Co-Evolutionary Algorithm Based on Lagrangian Method for Hydrothermal Generation Scheduling

• Main Authors: Ming-Huei Ke, 柯鳴輝
• Other Authors: Ruey-Hsun Liang
• Format: Others
• Language: zh-TW
• Published: 2002
• Online Access: http://ndltd.ncl.edu.tw/handle/93080292719922847798

碩士 === 國立雲林科技大學 === 電機工程系碩士班 === 90 === In this thesis, the co-evolutionary algorithm (CEA) based on Lagrangian method is proposed for three optimization problems with economic dispatch, unit commitment, and hydrothermal generation scheduling. At first, the main purpose of economic dispatch is to minimize the production cost and the constraints to be satisfied by dispatching the power outputs of the generating units, based on the curves of the generating cost, under a given electrical load. In addition, units with prohibited operating zone and line losses are considered for being similar practical power system. The next, the main purpose of unit commitment is to minimize the overall production cost and the constraints to be satisfied by finding a set of feasible on/off status combination of thermal units under the study periods and a given electrical load.
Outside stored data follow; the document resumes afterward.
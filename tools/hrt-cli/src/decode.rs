//! Offline trace decoding.

use std::fs;
use std::path::Path;

use anyhow::{Context, Result};
use colored::{ColoredString, Colorize};
use hrt_trace::records::{self, alarm, timer};
use hrt_trace::{Frame, FrameDecoder};
use serde_json::json;

/// Typed payload fields of `frame`, after the timer handle.
fn fields(frame: &Frame) -> Vec<(&'static str, u64)> {
    let mut fields: Vec<(&'static str, u64)> = Vec::new();
    let mut push = |name: &'static str, value: Option<u64>| {
        if let Some(value) = value {
            fields.push((name, value));
        }
    };

    match frame.record_type {
        timer::CREATE => push("dispatch", frame.payload.get(8).map(|b| u64::from(*b))),
        timer::ARM => {
            push("deadline", frame.u64_at(8));
            push("period", frame.u64_at(16));
        }
        timer::DISARM | timer::FIRE => push("deadline", frame.u64_at(8)),
        timer::SKIP => push("skipped", frame.u32_at(8).map(u64::from)),
        alarm::SET => push("alarm", frame.u64_at(0)),
        _ => {}
    }
    fields
}

fn colored_name(frame: &Frame) -> ColoredString {
    let name = records::name(frame.record_type);
    match frame.record_type {
        timer::FIRE => name.bright_green(),
        timer::SKIP => name.bright_red(),
        timer::CREATE | timer::DELETE => name.bright_cyan(),
        alarm::SET | alarm::DISABLE => name.bright_yellow(),
        kind if records::is_timer(kind) => name.bright_blue(),
        _ => name.normal(),
    }
}

fn print_text(frame: &Frame) {
    let timestamp = frame
        .timestamp_us
        .map(|ts| format!("{ts:>10} "))
        .unwrap_or_default();
    let handle = frame
        .timer_handle()
        .map(|(index, generation)| format!("timer#{index}.{generation} "))
        .unwrap_or_default();
    let fields: Vec<String> = fields(frame)
        .into_iter()
        .map(|(name, value)| format!("{name}={value}"))
        .collect();

    println!(
        "{timestamp}{:>3} {:22} {handle}{}",
        frame.seq,
        colored_name(frame),
        fields.join(" ")
    );
}

fn to_json(frame: &Frame) -> serde_json::Value {
    let mut value = json!({
        "seq": frame.seq,
        "type": records::name(frame.record_type),
        "timestamp_us": frame.timestamp_us,
    });
    if let Some((index, generation)) = frame.timer_handle() {
        value["timer"] = json!({ "index": index, "generation": generation });
    }
    for (name, field) in fields(frame) {
        value[name] = json!(field);
    }
    value
}

/// Prints every frame in the file at `path`. Corrupt frames are reported
/// and skipped.
pub fn run(path: &Path, timestamps: bool, json: bool) -> Result<()> {
    let bytes = fs::read(path).with_context(|| format!("reading {}", path.display()))?;
    let mut frames = Vec::new();
    let mut corrupt = 0usize;

    for result in FrameDecoder::new(timestamps).push_bytes(&bytes) {
        match result {
            Ok(frame) => frames.push(frame),
            Err(err) => {
                corrupt += 1;
                log::warn!("skipping frame: {err}");
            }
        }
    }

    if json {
        let values: Vec<_> = frames.iter().map(to_json).collect();
        println!("{}", serde_json::to_string_pretty(&values)?);
    } else {
        for frame in &frames {
            print_text(frame);
        }
        println!("{} record(s), {corrupt} corrupt frame(s)", frames.len());
    }
    Ok(())
}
Finally, the main purpose of hydrothermal generation scheduling is to minimize the overall production cost and the constraints to be satisfied by scheduling the power outputs of all hydro and thermal units under the study periods, a given electrical load, and limited water resource. In the algorithm, genetic algorithms are successfully put into the Lagrangian method. The proposed algorithm has two procedures. At first, Lagrangian function is formed from primal problem by Lagrangian method, and then defining as dual function. Secondary, the co-evolutionary algorithm employs two genetic algorithms to parallelly evolve control variables and Lagrange multipliers of dual function. The best advantage of genetic algorithm is to easily perform mathematical calculations. Regardless of the characteristic of the objective function, genetic algorithm does not have to modify the designing rules, and it possesses the ability of going over local solutions toward global optimal solution. Therefore, genetic algorithm can improve the disadvantage of traditional Lagrangian method, which updates Lagrange multipliers according to the degree of violating system constraint by gradient algorithm, and further searching out global optimal solution. Finally, practical applications of the proposed algorithm have been verified on the Taiwan power system for the effectiveness on economic dispatch, unit commitment, and hydrothermal generation scheduling. Numerical results show that the proposed co-evolutionary algorithm based on Lagrangian method is a very effective method for searching out global optimal solution.